> Assignment: Please transcribe the listing in its entirety, character for character.

┄┄┄┄┄┄┄┄┄┄┄┄┄┄┄┄┄┄┄┄

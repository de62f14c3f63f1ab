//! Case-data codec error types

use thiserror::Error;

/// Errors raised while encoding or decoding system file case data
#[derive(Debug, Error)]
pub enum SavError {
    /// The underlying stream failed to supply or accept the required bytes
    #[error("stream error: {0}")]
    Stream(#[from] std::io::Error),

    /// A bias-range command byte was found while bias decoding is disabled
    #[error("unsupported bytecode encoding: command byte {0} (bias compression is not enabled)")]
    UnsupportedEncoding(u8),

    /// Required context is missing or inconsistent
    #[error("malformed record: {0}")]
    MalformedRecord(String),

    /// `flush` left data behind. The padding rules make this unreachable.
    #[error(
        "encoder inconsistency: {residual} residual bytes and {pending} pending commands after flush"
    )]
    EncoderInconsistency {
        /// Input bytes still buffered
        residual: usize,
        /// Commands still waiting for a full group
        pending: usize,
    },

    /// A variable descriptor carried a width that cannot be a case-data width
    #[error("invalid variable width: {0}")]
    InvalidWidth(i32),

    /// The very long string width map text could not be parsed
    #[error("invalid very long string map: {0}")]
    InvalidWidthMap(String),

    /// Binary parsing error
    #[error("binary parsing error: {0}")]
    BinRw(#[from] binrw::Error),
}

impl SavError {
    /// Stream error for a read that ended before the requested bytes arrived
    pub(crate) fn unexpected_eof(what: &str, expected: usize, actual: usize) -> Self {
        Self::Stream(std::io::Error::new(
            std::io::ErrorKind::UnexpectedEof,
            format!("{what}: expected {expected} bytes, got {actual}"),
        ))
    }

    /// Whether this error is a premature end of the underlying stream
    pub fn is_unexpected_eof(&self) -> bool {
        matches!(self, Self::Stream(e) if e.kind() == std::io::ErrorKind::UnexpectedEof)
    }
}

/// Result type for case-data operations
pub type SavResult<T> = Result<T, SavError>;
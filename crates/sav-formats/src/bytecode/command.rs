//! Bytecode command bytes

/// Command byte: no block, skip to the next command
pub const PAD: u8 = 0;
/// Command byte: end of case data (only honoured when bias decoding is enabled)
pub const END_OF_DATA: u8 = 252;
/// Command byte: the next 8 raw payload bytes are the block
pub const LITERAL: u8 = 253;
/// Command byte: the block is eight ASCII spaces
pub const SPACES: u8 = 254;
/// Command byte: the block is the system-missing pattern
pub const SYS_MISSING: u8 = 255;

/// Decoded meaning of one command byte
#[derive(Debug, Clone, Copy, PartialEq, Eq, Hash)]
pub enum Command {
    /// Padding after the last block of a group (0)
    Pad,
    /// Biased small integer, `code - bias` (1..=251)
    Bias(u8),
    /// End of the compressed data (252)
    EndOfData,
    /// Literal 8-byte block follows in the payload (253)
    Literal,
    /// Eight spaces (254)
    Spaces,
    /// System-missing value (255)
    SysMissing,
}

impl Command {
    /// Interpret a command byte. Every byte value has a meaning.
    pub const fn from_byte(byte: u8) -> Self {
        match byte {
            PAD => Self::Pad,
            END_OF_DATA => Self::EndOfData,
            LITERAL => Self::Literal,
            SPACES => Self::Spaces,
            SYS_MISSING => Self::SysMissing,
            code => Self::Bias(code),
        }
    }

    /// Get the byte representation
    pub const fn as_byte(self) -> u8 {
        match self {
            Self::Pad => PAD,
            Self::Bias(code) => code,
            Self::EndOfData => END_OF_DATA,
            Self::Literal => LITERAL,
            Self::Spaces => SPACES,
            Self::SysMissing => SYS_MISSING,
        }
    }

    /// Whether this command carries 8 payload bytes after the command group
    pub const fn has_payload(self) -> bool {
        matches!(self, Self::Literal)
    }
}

┄┄┄┄┄┄┄┄┄┄┄┄┄┄┄┄┄┄┄┄

> Solved problem:
repository de62f14c3f63f1ab
//! Case-data codec error types

use thiserror::Error;

/// Errors raised while encoding or decoding system file case data
#[derive(Debug, Error)]
pub enum SavError {
    /// The underlying stream failed to supply or accept the required bytes
    #[error("stream error: {0}")]
    Stream(#[from] std::io::Error),

    /// A bias-range command byte was found while bias decoding is disabled
    #[error("unsupported bytecode encoding: command byte {0} (bias compression is not enabled)")]
    UnsupportedEncoding(u8),

    /// Required context is missing or inconsistent
    #[error("malformed record: {0}")]
    MalformedRecord(String),

    /// `flush` left data behind. The padding rules make this unreachable.
    #[error(
        "encoder inconsistency: {residual} residual bytes and {pending} pending commands after flush"
    )]
    EncoderInconsistency {
        /// Input bytes still buffered
        residual: usize,
        /// Commands still waiting for a full group
        pending: usize,
    },

    /// A variable descriptor carried a width that cannot be a case-data width
    #[error("invalid variable width: {0}")]
    InvalidWidth(i32),

    /// The very long string width map text could not be parsed
    #[error("invalid very long string map: {0}")]
    InvalidWidthMap(String),

    /// Binary parsing error
    #[error("binary parsing error: {0}")]
    BinRw(#[from] binrw::Error),
}

impl SavError {
    /// Stream error for a read that ended before the requested bytes arrived
    pub(crate) fn unexpected_eof(what: &str, expected: usize, actual: usize) -> Self {
        Self::Stream(std::io::Error::new(
            std::io::ErrorKind::UnexpectedEof,
            format!("{what}: expected {expected} bytes, got {actual}"),
        ))
    }

    /// Whether this error is a premature end of the underlying stream
    pub fn is_unexpected_eof(&self) -> bool {
        matches!(self, Self::Stream(e) if e.kind() == std::io::ErrorKind::UnexpectedEof)
    }
}

/// Result type for case-data operations
pub type SavResult<T> = Result<T, SavError>;
filename crates/sav-formats/src/bytecode/command.rs
//! Bytecode command bytes

/// Command byte: no block, skip to the next command
pub const PAD: u8 = 0;
/// Command byte: end of case data (only honoured when bias decoding is enabled)
pub const END_OF_DATA: u8 = 252;
/// Command byte: the next 8 raw payload bytes are the block
pub const LITERAL: u8 = 253;
/// Command byte: the block is eight ASCII spaces
pub const SPACES: u8 = 254;
/// Command byte: the block is the system-missing pattern
pub const SYS_MISSING: u8 = 255;

/// Decoded meaning of one command byte
#[derive(Debug, Clone, Copy, PartialEq, Eq, Hash)]
pub enum Command {
    /// Padding after the last block of a group (0)
    Pad,
    /// Biased small integer, `code - bias` (1..=251)
    Bias(u8),
    /// End of the compressed data (252)
    EndOfData,
    /// Literal 8-byte block follows in the payload (253)
    Literal,
    /// Eight spaces (254)
    Spaces,
    /// System-missing value (255)
    SysMissing,
}

impl Command {
    /// Interpret a command byte. Every byte value has a meaning.
    pub const fn from_byte(byte: u8) -> Self {
        match byte {
            PAD => Self::Pad,
            END_OF_DATA => Self::EndOfData,
            LITERAL => Self::Literal,
            SPACES => Self::Spaces,
            SYS_MISSING => Self::SysMissing,
            code => Self::Bias(code),
        }
    }

    /// Get the byte representation
    pub const fn as_byte(self) -> u8 {
        match self {
            Self::Pad => PAD,
            Self::Bias(code) => code,
            Self::EndOfData => END_OF_DATA,
            Self::Literal => LITERAL,
            Self::Spaces => SPACES,
            Self::SysMissing => SYS_MISSING,
        }
    }

    /// Whether this command carries 8 payload bytes after the command group
    pub const fn has_payload(self) -> bool {
        matches!(self, Self::Literal)
    }
}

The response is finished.